Photo:FILE edible oil

malaysia Due to the fall in the exchange, the prices of most of the domestic oil-oilseeds (mustard oil-oilseeds, groundnut oil, soybean oil, crude palm oil or CPO and palmolein and cottonseed oil) fell on Wednesday in the country’s oil-oilseeds market and closed showing losses. . Whereas amid improvement in the prices of oilseeds, the prices of groundnut oilseeds and soybean oilseeds remained at the previous level. There was a decline in the Malaysia Exchange, while there was an improvement in the Chicago Exchange. Market sources said that in view of the possibility of new mustard crop arriving in the markets next month, there has been a decline in the prices of mustard oil and oilseeds. Mustard did not face any adverse situation this time, because cooperative institutions like HAFED and NAFED released the mustard stock in the market in a very controlled manner.
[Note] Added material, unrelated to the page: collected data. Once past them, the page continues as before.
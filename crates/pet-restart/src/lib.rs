//! pet-restart: read-only access to a prior run's checkpoint record.
//!
//! A checkpoint is a flat mapping from string keys to 2-D numeric arrays,
//! produced by a prior run's reporting layer. Restarted simulations consume
//! only the last time sample of each array.

pub mod keys;
pub mod store;
pub mod types;

pub use keys::PartField;
pub use store::{CHECKPOINT_FILE, load_checkpoint, save_checkpoint};
pub use types::CheckpointRecord;

pub type RestartResult<T> = Result<T, RestartError>;

#[derive(thiserror::Error, Debug)]
pub enum RestartError {
    #[error("Checkpoint is missing required key {key:?}")]
    MissingKey { key: String },

    #[error("Checkpoint shape mismatch for {key:?} (expected {expected} values, found {found})")]
    ShapeMismatch {
        key: String,
        expected: usize,
        found: usize,
    },

    #[error("Checkpoint series {key:?} holds no time samples")]
    EmptySeries { key: String },

    #[error("I/O error: {0}")]
    Io(#[from] std::io::Error),

    #[error("JSON error: {0}")]
    Json(#[from] serde_json::Error),
}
Increase in the prices of groundnut and cottonseed meal

Sources said that there has been an improvement in the prices of groundnut and cottonseed meal in recent times. There has been an improvement of Rs 15-20 per quintal in the prices of these oilseeds in all the states, due to which the prices of edible oils of these oilseeds have fallen, which is the main reason for the decline in groundnut oil and cottonseed oil. He said that the cost of import of soybean degum oil comes to Rs 102 per kg. But due to money problem, importers are selling this oil at the ports at the price of around Rs 97 per kg. There is a fall in soybean oil prices due to selling at this low price. He said that apart from the fall in Malaysia Exchange, the prices of CPO and palmolein oil were also seen falling due to lack of buying at higher prices. Only the prices of these oils are being said to be high, in reality there is a sufficient shortage of buyers.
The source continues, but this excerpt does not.